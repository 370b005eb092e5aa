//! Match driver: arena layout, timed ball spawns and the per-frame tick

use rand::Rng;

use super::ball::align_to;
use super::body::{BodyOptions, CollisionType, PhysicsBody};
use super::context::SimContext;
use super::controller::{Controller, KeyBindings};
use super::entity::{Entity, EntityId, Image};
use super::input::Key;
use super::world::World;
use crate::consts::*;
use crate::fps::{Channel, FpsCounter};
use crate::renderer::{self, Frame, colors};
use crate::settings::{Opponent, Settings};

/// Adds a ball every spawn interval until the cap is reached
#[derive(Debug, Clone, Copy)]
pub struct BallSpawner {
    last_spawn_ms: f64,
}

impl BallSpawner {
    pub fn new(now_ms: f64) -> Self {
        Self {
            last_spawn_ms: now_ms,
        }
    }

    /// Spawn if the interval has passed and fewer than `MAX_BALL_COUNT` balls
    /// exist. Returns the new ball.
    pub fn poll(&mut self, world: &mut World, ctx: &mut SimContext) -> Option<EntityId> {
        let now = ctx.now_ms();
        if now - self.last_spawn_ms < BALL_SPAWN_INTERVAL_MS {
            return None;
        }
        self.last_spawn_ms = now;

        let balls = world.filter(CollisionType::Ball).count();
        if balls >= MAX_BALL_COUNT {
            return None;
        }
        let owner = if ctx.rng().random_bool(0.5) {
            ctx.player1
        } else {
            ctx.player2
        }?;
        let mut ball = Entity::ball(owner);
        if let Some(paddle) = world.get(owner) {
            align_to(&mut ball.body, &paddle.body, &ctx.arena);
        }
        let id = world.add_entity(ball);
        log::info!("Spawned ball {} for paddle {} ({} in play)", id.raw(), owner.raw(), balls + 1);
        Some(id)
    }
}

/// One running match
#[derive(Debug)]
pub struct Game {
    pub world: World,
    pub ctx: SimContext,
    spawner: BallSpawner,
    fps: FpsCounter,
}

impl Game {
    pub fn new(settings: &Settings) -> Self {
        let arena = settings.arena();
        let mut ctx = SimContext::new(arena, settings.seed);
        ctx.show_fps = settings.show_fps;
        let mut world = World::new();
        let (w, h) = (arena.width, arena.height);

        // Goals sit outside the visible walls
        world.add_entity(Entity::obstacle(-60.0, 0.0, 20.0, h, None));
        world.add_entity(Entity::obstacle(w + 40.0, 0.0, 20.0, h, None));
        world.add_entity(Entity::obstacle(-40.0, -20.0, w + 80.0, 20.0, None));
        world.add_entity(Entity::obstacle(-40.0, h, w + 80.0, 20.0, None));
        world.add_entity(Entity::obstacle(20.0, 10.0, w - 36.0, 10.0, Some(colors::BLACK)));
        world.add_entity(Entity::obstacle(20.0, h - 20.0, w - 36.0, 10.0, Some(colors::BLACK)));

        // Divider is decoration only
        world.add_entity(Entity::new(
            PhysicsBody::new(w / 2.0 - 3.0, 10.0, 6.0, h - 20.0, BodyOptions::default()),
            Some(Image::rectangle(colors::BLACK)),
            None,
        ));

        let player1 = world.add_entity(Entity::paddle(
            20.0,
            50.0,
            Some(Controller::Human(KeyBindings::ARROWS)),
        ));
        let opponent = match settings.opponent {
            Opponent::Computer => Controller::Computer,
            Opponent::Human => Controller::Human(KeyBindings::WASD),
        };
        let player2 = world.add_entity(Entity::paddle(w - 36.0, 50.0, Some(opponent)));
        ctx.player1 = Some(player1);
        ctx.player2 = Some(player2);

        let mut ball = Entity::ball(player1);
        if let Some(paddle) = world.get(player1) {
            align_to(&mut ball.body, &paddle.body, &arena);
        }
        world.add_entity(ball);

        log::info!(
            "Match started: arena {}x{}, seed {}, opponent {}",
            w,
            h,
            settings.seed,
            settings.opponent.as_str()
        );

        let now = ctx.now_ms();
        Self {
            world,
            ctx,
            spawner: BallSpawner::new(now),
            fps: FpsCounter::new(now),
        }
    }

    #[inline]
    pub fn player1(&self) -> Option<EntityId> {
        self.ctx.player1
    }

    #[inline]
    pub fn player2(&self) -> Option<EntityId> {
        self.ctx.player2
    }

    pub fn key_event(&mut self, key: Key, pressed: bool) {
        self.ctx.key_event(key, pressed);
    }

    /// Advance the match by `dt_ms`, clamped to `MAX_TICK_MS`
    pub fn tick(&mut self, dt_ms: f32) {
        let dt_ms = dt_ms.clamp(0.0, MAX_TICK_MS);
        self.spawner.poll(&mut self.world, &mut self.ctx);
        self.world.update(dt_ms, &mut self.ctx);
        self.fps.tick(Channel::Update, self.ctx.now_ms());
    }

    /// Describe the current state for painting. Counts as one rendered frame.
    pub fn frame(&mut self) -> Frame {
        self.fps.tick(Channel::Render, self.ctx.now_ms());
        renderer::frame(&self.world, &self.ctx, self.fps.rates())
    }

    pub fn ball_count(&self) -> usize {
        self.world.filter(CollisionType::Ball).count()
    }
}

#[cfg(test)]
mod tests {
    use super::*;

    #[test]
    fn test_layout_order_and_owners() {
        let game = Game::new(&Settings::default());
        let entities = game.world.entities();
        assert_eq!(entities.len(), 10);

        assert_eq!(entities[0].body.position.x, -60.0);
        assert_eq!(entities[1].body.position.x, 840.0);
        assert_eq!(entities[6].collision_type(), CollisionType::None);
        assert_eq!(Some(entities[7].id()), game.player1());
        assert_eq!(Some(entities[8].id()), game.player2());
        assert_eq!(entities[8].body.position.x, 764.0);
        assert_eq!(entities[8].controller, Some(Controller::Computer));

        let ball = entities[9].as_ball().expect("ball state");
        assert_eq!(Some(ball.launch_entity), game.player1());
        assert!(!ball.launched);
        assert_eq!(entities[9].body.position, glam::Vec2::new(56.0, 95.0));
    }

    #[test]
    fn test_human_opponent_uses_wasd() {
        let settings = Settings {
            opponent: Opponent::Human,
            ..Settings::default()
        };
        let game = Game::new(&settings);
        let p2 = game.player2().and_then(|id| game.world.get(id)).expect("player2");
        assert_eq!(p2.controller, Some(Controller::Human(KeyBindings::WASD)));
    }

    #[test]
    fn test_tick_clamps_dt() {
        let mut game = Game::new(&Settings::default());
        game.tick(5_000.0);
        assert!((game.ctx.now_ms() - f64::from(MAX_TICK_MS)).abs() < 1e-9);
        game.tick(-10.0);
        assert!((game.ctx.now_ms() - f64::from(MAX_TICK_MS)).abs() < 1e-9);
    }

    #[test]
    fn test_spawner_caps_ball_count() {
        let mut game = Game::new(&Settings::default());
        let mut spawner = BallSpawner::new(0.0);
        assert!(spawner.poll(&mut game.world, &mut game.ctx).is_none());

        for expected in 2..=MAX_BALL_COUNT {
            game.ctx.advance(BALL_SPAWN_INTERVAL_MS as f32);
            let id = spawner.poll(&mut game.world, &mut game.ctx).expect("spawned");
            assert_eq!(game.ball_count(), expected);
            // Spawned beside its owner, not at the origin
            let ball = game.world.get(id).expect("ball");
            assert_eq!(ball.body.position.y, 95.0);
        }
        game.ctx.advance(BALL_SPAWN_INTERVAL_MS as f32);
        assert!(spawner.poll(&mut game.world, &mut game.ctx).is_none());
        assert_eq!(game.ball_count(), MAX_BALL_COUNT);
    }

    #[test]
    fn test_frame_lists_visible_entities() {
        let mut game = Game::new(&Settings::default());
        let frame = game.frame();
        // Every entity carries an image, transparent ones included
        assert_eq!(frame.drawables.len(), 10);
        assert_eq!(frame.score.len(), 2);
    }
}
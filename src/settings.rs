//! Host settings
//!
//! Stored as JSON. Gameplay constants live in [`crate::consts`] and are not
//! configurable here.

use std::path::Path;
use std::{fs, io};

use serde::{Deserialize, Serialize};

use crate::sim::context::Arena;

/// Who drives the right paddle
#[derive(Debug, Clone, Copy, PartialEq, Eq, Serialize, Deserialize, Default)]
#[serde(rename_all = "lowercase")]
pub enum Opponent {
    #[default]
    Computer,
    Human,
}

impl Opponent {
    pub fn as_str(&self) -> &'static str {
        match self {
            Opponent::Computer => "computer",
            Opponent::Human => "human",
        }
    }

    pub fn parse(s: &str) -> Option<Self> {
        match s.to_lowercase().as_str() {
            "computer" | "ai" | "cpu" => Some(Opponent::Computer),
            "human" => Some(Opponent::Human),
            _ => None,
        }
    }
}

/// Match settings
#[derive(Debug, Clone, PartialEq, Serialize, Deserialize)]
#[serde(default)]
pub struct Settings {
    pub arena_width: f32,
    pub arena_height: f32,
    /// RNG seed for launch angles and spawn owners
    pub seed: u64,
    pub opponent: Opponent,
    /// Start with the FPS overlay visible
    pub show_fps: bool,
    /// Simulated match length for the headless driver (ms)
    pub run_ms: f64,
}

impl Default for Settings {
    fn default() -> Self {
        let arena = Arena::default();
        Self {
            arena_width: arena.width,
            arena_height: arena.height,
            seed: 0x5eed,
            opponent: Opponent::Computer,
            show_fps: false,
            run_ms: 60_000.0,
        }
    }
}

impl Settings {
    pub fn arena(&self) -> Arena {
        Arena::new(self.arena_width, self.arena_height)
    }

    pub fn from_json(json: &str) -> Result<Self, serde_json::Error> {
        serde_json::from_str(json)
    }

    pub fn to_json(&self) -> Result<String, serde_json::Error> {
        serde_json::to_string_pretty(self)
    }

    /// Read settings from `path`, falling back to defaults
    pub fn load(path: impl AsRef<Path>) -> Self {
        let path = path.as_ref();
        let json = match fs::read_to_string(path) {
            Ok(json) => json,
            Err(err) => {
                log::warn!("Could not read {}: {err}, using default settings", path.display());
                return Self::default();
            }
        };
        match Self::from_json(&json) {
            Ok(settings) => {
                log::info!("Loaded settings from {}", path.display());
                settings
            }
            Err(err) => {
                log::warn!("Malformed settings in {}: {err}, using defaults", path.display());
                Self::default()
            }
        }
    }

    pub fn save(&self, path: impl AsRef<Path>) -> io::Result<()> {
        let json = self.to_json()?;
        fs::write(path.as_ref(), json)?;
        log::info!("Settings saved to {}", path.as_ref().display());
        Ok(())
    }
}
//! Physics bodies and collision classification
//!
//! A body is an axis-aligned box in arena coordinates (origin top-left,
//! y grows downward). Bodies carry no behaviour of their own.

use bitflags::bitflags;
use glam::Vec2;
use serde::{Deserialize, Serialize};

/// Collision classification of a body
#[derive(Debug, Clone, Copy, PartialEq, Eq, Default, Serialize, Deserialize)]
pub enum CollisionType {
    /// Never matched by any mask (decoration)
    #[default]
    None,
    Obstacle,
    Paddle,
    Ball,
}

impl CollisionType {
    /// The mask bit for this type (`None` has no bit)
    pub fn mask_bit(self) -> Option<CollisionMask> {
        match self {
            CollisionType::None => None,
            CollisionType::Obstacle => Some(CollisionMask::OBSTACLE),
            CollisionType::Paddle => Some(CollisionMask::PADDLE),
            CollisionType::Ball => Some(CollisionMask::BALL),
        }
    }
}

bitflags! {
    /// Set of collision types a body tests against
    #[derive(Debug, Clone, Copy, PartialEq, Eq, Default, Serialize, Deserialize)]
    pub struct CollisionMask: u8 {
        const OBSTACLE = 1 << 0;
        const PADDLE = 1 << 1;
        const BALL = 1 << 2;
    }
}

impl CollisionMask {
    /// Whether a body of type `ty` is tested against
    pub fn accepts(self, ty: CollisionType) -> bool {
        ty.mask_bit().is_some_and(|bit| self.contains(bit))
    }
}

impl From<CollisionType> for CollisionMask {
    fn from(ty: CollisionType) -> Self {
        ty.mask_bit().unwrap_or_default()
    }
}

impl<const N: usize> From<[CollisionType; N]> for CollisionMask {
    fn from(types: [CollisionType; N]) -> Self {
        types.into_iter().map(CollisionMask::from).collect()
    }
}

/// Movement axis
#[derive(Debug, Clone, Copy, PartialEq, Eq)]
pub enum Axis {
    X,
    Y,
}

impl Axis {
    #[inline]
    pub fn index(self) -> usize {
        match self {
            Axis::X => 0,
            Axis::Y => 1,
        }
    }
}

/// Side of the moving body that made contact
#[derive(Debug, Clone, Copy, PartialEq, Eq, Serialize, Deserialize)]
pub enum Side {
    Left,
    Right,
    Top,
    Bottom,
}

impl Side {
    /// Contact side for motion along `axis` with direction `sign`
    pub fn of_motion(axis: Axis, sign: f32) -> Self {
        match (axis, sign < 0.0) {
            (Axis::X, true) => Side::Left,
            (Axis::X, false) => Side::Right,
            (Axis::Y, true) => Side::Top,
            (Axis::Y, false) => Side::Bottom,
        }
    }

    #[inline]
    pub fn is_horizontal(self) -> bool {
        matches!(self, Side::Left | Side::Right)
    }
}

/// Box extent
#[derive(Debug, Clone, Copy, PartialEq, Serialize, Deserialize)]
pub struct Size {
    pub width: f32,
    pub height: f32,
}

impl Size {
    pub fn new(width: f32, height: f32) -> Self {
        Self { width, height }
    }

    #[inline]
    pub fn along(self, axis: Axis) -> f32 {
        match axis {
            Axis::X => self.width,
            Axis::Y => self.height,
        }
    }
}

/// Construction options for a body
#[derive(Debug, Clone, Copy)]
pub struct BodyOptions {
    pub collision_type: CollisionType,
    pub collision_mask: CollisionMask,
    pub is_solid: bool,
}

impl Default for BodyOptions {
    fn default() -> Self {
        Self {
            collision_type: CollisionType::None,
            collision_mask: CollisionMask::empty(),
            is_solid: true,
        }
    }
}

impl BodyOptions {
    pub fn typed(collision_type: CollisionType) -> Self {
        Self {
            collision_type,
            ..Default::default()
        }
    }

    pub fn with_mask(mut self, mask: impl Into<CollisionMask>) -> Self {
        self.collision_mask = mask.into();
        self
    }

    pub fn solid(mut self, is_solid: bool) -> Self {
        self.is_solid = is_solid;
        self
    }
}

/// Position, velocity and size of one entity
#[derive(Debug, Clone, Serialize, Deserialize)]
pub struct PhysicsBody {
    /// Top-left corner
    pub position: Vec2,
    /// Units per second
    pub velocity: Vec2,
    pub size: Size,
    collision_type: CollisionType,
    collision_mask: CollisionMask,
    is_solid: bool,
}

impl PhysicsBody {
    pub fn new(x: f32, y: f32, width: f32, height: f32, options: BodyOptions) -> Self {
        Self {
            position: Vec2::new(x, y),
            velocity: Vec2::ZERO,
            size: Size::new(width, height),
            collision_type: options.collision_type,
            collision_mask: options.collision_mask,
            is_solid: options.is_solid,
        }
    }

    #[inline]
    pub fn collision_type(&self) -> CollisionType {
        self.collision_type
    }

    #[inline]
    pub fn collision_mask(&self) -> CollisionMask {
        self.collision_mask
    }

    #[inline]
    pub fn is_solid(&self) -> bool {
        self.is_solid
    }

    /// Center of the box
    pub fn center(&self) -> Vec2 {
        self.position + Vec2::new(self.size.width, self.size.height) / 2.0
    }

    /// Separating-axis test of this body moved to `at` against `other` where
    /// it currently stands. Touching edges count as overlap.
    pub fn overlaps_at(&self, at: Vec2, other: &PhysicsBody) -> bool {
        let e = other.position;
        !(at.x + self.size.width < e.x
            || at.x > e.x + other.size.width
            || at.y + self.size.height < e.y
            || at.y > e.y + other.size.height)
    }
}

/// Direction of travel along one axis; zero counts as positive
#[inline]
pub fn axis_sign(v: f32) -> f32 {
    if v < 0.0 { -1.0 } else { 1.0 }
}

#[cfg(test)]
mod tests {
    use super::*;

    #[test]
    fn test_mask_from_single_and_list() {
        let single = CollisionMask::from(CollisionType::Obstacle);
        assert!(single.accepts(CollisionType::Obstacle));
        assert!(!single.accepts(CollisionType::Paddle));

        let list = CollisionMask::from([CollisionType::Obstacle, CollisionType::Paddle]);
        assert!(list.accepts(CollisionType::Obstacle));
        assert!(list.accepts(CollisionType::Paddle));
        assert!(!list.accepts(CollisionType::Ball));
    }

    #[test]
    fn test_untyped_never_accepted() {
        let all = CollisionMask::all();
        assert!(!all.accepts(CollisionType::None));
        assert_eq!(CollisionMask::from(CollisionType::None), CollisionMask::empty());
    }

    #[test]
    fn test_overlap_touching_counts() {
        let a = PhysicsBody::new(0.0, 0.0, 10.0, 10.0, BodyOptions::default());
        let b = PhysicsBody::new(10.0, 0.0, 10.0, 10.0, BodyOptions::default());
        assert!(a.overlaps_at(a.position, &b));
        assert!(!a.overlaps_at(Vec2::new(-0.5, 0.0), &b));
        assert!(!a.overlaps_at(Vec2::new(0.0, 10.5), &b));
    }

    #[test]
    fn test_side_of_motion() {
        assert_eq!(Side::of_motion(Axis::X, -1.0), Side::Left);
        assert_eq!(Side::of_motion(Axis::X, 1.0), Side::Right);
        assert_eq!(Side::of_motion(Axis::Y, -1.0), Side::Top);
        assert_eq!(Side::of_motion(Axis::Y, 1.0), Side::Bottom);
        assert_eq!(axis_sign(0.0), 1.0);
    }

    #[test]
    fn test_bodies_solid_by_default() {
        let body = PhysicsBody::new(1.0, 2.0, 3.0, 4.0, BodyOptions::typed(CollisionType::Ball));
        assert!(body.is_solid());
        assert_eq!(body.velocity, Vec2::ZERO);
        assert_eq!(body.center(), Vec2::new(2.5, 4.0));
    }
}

WHAT IS REQUIRED ->
Going line by line through the entries above, count each line that has the word "Copy", then state the count alone.

RESULT BELOW ->
8